Please write each entry out again exactly as shown.

╭─ Provided data

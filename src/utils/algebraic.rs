//! Square and bitboard conversions for algebraic coordinates.
//!
//! Converts between human-readable coordinates (e.g., `e4`) and the checked
//! `Square` type reused by the FEN, long algebraic, and protocol layers.

use std::str::FromStr;

use crate::errors::{NotationError, NotationResult};
use crate::game_state::chess_types::Square;

/// Convert algebraic notation (for example: "e4") to a square.
pub fn algebraic_to_square(text: &str) -> NotationResult<Square> {
    let bytes = text.as_bytes();
    if bytes.len() != 2 {
        return Err(NotationError::InvalidSquare(text.to_owned()));
    }

    let file = bytes[0];
    let rank = bytes[1];
    if !(b'a'..=b'h').contains(&file) || !(b'1'..=b'8').contains(&rank) {
        return Err(NotationError::InvalidSquare(text.to_owned()));
    }

    Square::from_file_rank(file - b'a', rank - b'1')
        .ok_or_else(|| NotationError::InvalidSquare(text.to_owned()))
}

/// Convert a one-hot bitboard to algebraic notation.
pub fn bitboard_to_algebraic(bitboard: u64) -> NotationResult<String> {
    if bitboard.count_ones() != 1 {
        return Err(NotationError::InvalidSquare(format!(
            "bitboard {bitboard:#018x} must have exactly one set bit"
        )));
    }
    Square::lowest(bitboard)
        .map(|square| square.to_string())
        .ok_or_else(|| NotationError::InvalidSquare(format!("{bitboard:#018x}")))
}

impl FromStr for Square {
    type Err = NotationError;

    fn from_str(text: &str) -> Result<Self, Self::Err> {
        algebraic_to_square(text)
    }
}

╰─

▶ _Response_:
filename src/utils/algebraic.rs
//! Square and bitboard conversions for algebraic coordinates.
//!
//! Converts between human-readable coordinates (e.g., `e4`) and the checked
//! `Square` type reused by the FEN, long algebraic, and protocol layers.

use std::str::FromStr;

use crate::errors::{NotationError, NotationResult};
use crate::game_state::chess_types::Square;

/// Convert algebraic notation (for example: "e4") to a square.
pub fn algebraic_to_square(text: &str) -> NotationResult<Square> {
    let bytes = text.as_bytes();
    if bytes.len() != 2 {
        return Err(NotationError::InvalidSquare(text.to_owned()));
    }

    let file = bytes[0];
    let rank = bytes[1];
    if !(b'a'..=b'h').contains(&file) || !(b'1'..=b'8').contains(&rank) {
        return Err(NotationError::InvalidSquare(text.to_owned()));
    }

    Square::from_file_rank(file - b'a', rank - b'1')
        .ok_or_else(|| NotationError::InvalidSquare(text.to_owned()))
}

/// Convert a one-hot bitboard to algebraic notation.
pub fn bitboard_to_algebraic(bitboard: u64) -> NotationResult<String> {
    if bitboard.count_ones() != 1 {
        return Err(NotationError::InvalidSquare(format!(
            "bitboard {bitboard:#018x} must have exactly one set bit"
        )));
    }
    Square::lowest(bitboard)
        .map(|square| square.to_string())
        .ok_or_else(|| NotationError::InvalidSquare(format!("{bitboard:#018x}")))
}

impl FromStr for Square {
    type Err = NotationError;

    fn from_str(text: &str) -> Result<Self, Self::Err> {
        algebraic_to_square(text)
    }
}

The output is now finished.